Let’s engineer a deadlock and watch how it works in action. In SSMS, open up two query windows. In the first window, run the following code to create a global temporary table and two put two rows into this table. The code then starts an explicit transaction, and updates one of the rows:

-- Create a global temp table and put two rows into it
CREATE TABLE ##DeadlockTest (Col1 INT CONSTRAINT PK PRIMARY KEY);
INSERT INTO ##DeadlockTest ( Col1 )
VALUES  (5),
        (15);
GO
BEGIN TRANSACTION;
UPDATE  ##DeadlockTest
SET     Col1 = Col1 + 10000
WHERE   Col1 = 5;

Now go to the second query window, and enter and run the following code:

BEGIN TRANSACTION;
UPDATE  ##DeadlockTest
SET     Col1 = Col1 + 10000
WHERE   Col1 = 15;
UPDATE  ##DeadlockTest
SET     Col1 = Col1 + 10000
WHERE   Col1 = 5;

Notice that the query does not complete – The second update statement is being blocked by the update statement that was run in the first query window. Now, return to the first window, and enter and run just the following code:

UPDATE  ##DeadlockTest
SET     Col1 = Col1 + 10000
WHERE   Col1 = 15;

At this point, you have created a deadlock. In the first query window, there is a lock on the table on the row where Col1 = 5. The second query window has a lock on the row where Col1=15. The second query window is attempting to place a lock on the row where Col1 = 5, and the first query window is attempting to place a lock on the row where Col1 = 15. If nothing were to intervene, both of these transactions would sit here forever, waiting for the resource that it needs to be cleared. Fortunately, SQL Server detects this deadlock condition, and selects one of the transactions to be the deadlock victim, terminating that statement and rolling back the changes that it has made.

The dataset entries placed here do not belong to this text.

//! Message types for the capture session
//!
//! This module contains:
//! - Pointer events fed to the selection state machine
//! - Declarative effects it emits for the presentation layer
//! - Toolbar actions and keyboard keys

use serde::{Deserialize, Serialize};

use crate::domain::{Cursor, CursorTarget, Point, Rect, ShapeKind};

// ============================================================================
// Selection events
// ============================================================================

/// Input to the selection state machine, positions in client coordinates
#[derive(Debug, Clone, Copy, PartialEq)]
pub enum SelectionEvent {
    PointerDown(Point),
    PointerMove(Point),
    PointerUp(Point),
    /// Pointer left the tracked container at the given position
    PointerLeave(Point),
    /// Freeze the selection and start annotating (toolbar tool pick)
    EnterEdit,
    /// Abort the session
    Cancel,
}

// ============================================================================
// Effects
// ============================================================================

/// Side effect requested by a state transition
#[derive(Debug, Clone, Copy, PartialEq)]
pub enum Effect {
    /// Selection rectangle changed and must be redrawn
    Redraw(Rect),
    /// Change the pointer cursor of an element
    SetCursor { target: CursorTarget, cursor: Cursor },
    /// Show or hide the edit toolbar
    ToolbarVisible(bool),
    /// Hand the frozen selection to the annotation canvas
    BeginAnnotation(Rect),
    /// End the session through the host
    Exit,
}

// ============================================================================
// Toolbar and keyboard
// ============================================================================

/// Edit toolbar items
#[derive(Debug, Clone, Copy, PartialEq, Eq, Serialize, Deserialize)]
#[serde(rename_all = "snake_case", tag = "action", content = "tool")]
pub enum ToolbarAction {
    /// Pick an annotation tool; the first pick enters edit mode
    SelectTool(ShapeKind),
    /// Remove the last committed shape
    Undo,
    /// Save the composited image to the configured folder
    Save,
    /// Copy the composited image to the clipboard
    Copy,
    /// Abort the session
    Cancel,
}

/// Keys the overlay reacts to
#[derive(Debug, Clone, Copy, PartialEq, Eq, Serialize, Deserialize)]
#[serde(rename_all = "snake_case")]
pub enum Key {
    Escape,
    Enter,
    /// A printable character, e.g. `z` for undo with a modifier
    Char(char),
    Other,
}

/// Modifier keys held during a key press
#[derive(Debug, Clone, Copy, Default, PartialEq, Eq, Serialize, Deserialize)]
#[serde(default)]
pub struct Modifiers {
    pub ctrl: bool,
    pub shift: bool,
    /// Command key on macOS, treated like ctrl
    pub logo: bool,
}

impl Modifiers {
    pub const NONE: Modifiers = Modifiers {
        ctrl: false,
        shift: false,
        logo: false,
    };

    pub const CTRL: Modifiers = Modifiers {
        ctrl: true,
        shift: false,
        logo: false,
    };

    /// Ctrl on Linux/Windows, Cmd on macOS
    pub fn command(&self) -> bool {
        self.ctrl || self.logo
    }
}

/// What a key press asks the session to do
#[derive(Debug, Clone, Copy, PartialEq, Eq)]
pub enum KeyAction {
    Exit,
    Toolbar(ToolbarAction),
}
/// Cursors a mode asks for when it is entered
fn mode_cursors(mode: Mode, handle: Option<ResizeHandle>) -> Vec<Effect> {
    let set = |target, cursor| Effect::SetCursor { target, cursor };
    match (mode, handle) {
        (Mode::WaitEdit, _) => vec![
            set(CursorTarget::Container, Cursor::Default),
            set(CursorTarget::Selection, Cursor::Move),
        ],
        (Mode::Move, _) => vec![set(CursorTarget::Container, Cursor::Move)],
        (Mode::Edit, _) => vec![
            set(CursorTarget::Container, Cursor::Default),
            set(CursorTarget::Selection, Cursor::Crosshair),
        ],
        (Mode::Resizing, Some(handle)) => vec![
            set(CursorTarget::Container, handle.cursor()),
            set(CursorTarget::Selection, handle.cursor()),
        ],
        (Mode::Resizing, None) | (Mode::Select, _) => Vec::new(),
    }
}

fn enter(next: &mut SelectionState, mode: Mode, effects: &mut Vec<Effect>) {
    if next.mode != mode {
        next.mode = mode;
        effects.extend(mode_cursors(mode, next.handle));
    }
}

/// Compute the next state and its effects
pub fn transition(
    state: &SelectionState,
    event: SelectionEvent,
    env: &Environment<'_>,
) -> Transition {
    let mut next = state.clone();
    let mut effects = Vec::new();

    match event {
        SelectionEvent::Cancel => effects.push(Effect::Exit),
        _ if state.mode == Mode::Edit => {}
        SelectionEvent::EnterEdit => {
            // the frozen region must lie on the screenshot
            let frozen = state.selection.clip_to(env.container);
            if frozen.is_empty() {
                log::debug!("Ignoring edit request for empty selection");
            } else {
                next.selection = frozen;
                next.is_selecting = false;
                next.handle = None;
                enter(&mut next, Mode::Edit, &mut effects);
                effects.push(Effect::ToolbarVisible(true));
                effects.push(Effect::BeginAnnotation(next.selection));
            }
        }
        SelectionEvent::PointerDown(pos) => pointer_down(&mut next, pos, &mut effects),
        SelectionEvent::PointerMove(pos) => pointer_move(&mut next, pos, env, &mut effects),
        SelectionEvent::PointerUp(pos) => pointer_up(&mut next, pos, env, &mut effects),
        SelectionEvent::PointerLeave(pos) => pointer_leave(&mut next, pos, env, &mut effects),
    }

    Transition {
        state: next,
        effects,
    }
}

fn pointer_down(next: &mut SelectionState, pos: Point, effects: &mut Vec<Effect>) {
    let hit = hit_test(next.selection, pos);
    effects.push(Effect::ToolbarVisible(
        next.mode == Mode::WaitEdit && hit == HitTarget::Outside,
    ));

    if next.mode == Mode::Select {
        next.is_selecting = true;
        next.start = pos;
        return;
    }

    match hit {
        HitTarget::Handle(handle) => {
            next.handle = Some(handle);
            next.start = pos;
            next.fixed = fixed_point_for_handle(handle, next.selection);
            next.fixed_size = Size::new(next.selection.width, next.selection.height);
            // a new handle always re-announces its cursor
            next.mode = Mode::Resizing;
            effects.extend(mode_cursors(Mode::Resizing, Some(handle)));
        }
        HitTarget::Body => {
            next.handle = None;
            next.start = pos;
            next.fixed = next.selection.origin();
            next.fixed_size = Size::new(next.selection.width, next.selection.height);
            enter(next, Mode::Move, effects);
        }
        HitTarget::Outside => {}
    }
}
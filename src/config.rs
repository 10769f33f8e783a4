//! Configuration persistence for pixmark settings

use std::path::PathBuf;

use anyhow::Context;
use serde::{Deserialize, Serialize};

use crate::domain::{DEFAULT_LINE_WIDTH, DEFAULT_MOSAIC_RADIUS, Pen};
use crate::render::geometry::MOSAIC_OVERLAP;
use crate::render::mosaic::BLOCK_SIZE;

/// Serializable color representation for config storage
#[derive(Debug, Clone, Copy, PartialEq, Serialize, Deserialize)]
pub struct ShapeColor {
    pub r: f32,
    pub g: f32,
    pub b: f32,
}

impl Default for ShapeColor {
    fn default() -> Self {
        Self::RED
    }
}

impl ShapeColor {
    /// Opaque `#ff0000`
    pub const RED: ShapeColor = ShapeColor {
        r: 1.0,
        g: 0.0,
        b: 0.0,
    };

    /// Convert to image crate RGBA format (0-255)
    pub fn to_rgba_u8(self) -> [u8; 4] {
        [
            (self.r * 255.0).round() as u8,
            (self.g * 255.0).round() as u8,
            (self.b * 255.0).round() as u8,
            255,
        ]
    }
}

/// Folder exported images are written to
#[derive(Debug, Clone, Copy, PartialEq, Eq, Default, Serialize, Deserialize)]
pub enum SaveLocation {
    #[default]
    Pictures,
    Documents,
}

impl SaveLocation {
    pub fn dir(self) -> Option<PathBuf> {
        match self {
            SaveLocation::Pictures => {
                dirs::picture_dir().or_else(|| dirs::home_dir().map(|h| h.join("Pictures")))
            }
            SaveLocation::Documents => {
                dirs::document_dir().or_else(|| dirs::home_dir().map(|h| h.join("Documents")))
            }
        }
    }
}

/// Application configuration persisted between sessions
#[derive(Debug, Clone, PartialEq, Serialize, Deserialize)]
#[serde(default)]
pub struct PixmarkConfig {
    /// Stroke color for rectangles, ellipses, paths and arrows
    pub pen_color: ShapeColor,
    /// Stroke width in logical pixels
    pub pen_width: f32,
    /// Mosaic brush radius in logical pixels
    pub mosaic_radius: f32,
    /// Mosaic block edge in logical pixels (scaled by the device pixel ratio)
    pub mosaic_block_size: u32,
    /// Fraction of a brush diameter consecutive mosaic dabs overlap by
    pub mosaic_overlap: f32,
    /// Where "save" writes the exported image
    pub save_location: SaveLocation,
    /// End the session after a successful copy or save
    pub exit_after_export: bool,
}

impl Default for PixmarkConfig {
    fn default() -> Self {
        Self {
            pen_color: ShapeColor::RED,
            pen_width: DEFAULT_LINE_WIDTH,
            mosaic_radius: DEFAULT_MOSAIC_RADIUS,
            mosaic_block_size: BLOCK_SIZE,
            mosaic_overlap: MOSAIC_OVERLAP,
            save_location: SaveLocation::Pictures,
            exit_after_export: true,
        }
    }
}

impl PixmarkConfig {
    const APP_DIR: &'static str = "pixmark";
    const FILE_NAME: &'static str = "config.json";

    /// Platform config file, e.g. `~/.config/pixmark/config.json`
    pub fn path() -> Option<PathBuf> {
        dirs::config_dir().map(|dir| dir.join(Self::APP_DIR).join(Self::FILE_NAME))
    }

    /// Load configuration from disk, or return defaults if unavailable
    pub fn load() -> Self {
        let Some(path) = Self::path() else {
            log::warn!("No config directory available, using defaults");
            return Self::default();
        };
        if !path.exists() {
            return Self::default();
        }
        match Self::load_from(&path) {
            Ok(config) => config,
            Err(err) => {
                log::warn!("Error loading config, using defaults: {:?}", err);
                Self::default()
            }
        }
    }

    pub fn load_from(path: &std::path::Path) -> anyhow::Result<Self> {
        let json = std::fs::read_to_string(path)
            .with_context(|| format!("reading {}", path.display()))?;
        let config = serde_json::from_str(&json)
            .with_context(|| format!("parsing {}", path.display()))?;
        Ok(config)
    }

    /// Save configuration to disk
    pub fn save(&self) {
        let Some(path) = Self::path() else {
            log::error!("Could not resolve config path for saving");
            return;
        };
        if let Err(err) = self.save_to(&path) {
            log::error!("Failed to save config: {:?}", err);
        }
    }

    pub fn save_to(&self, path: &std::path::Path) -> anyhow::Result<()> {
        if let Some(parent) = path.parent() {
            std::fs::create_dir_all(parent)
                .with_context(|| format!("creating {}", parent.display()))?;
        }
        let json = serde_json::to_string_pretty(self)?;
        std::fs::write(path, json).with_context(|| format!("writing {}", path.display()))?;
        Ok(())
    }

    /// Pen handed to every fresh vector annotation
    pub fn pen(&self) -> Pen {
        Pen {
            color: self.pen_color,
            line_width: self.pen_width,
        }
    }
}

We still need to clean up, so in the query window that was not selected as the victim, run:

ROLLBACK TRANSACTION;

And in the first query window, run the following statement to drop the table:

DROP TABLE ##DeadlockTest;

Summary

In summary, we have a natural progression of events going on during a transaction. The transaction places locks on the various resources it needs to protect the referential integrity and database consistency. These locks will block other transactions from acquiring locks on the same resources until the transaction with the lock clears the lock (by either completing or being rolled back). These actions (locking and blocking) are completely normal events within SQL Server, and are to be expected.

However, if you have a long running transaction, this can create long-term blocking in the database, preventing other work from going on. And if two different transactions enter into a deadlock situation, SQL Server will terminate one of the transactions so that the system is not locked up. Neither of these situations is desirable, and changes will be necessary in order to prevent these from happening again.

And now you can see why it’s so great that there is locking going on in SQL Server.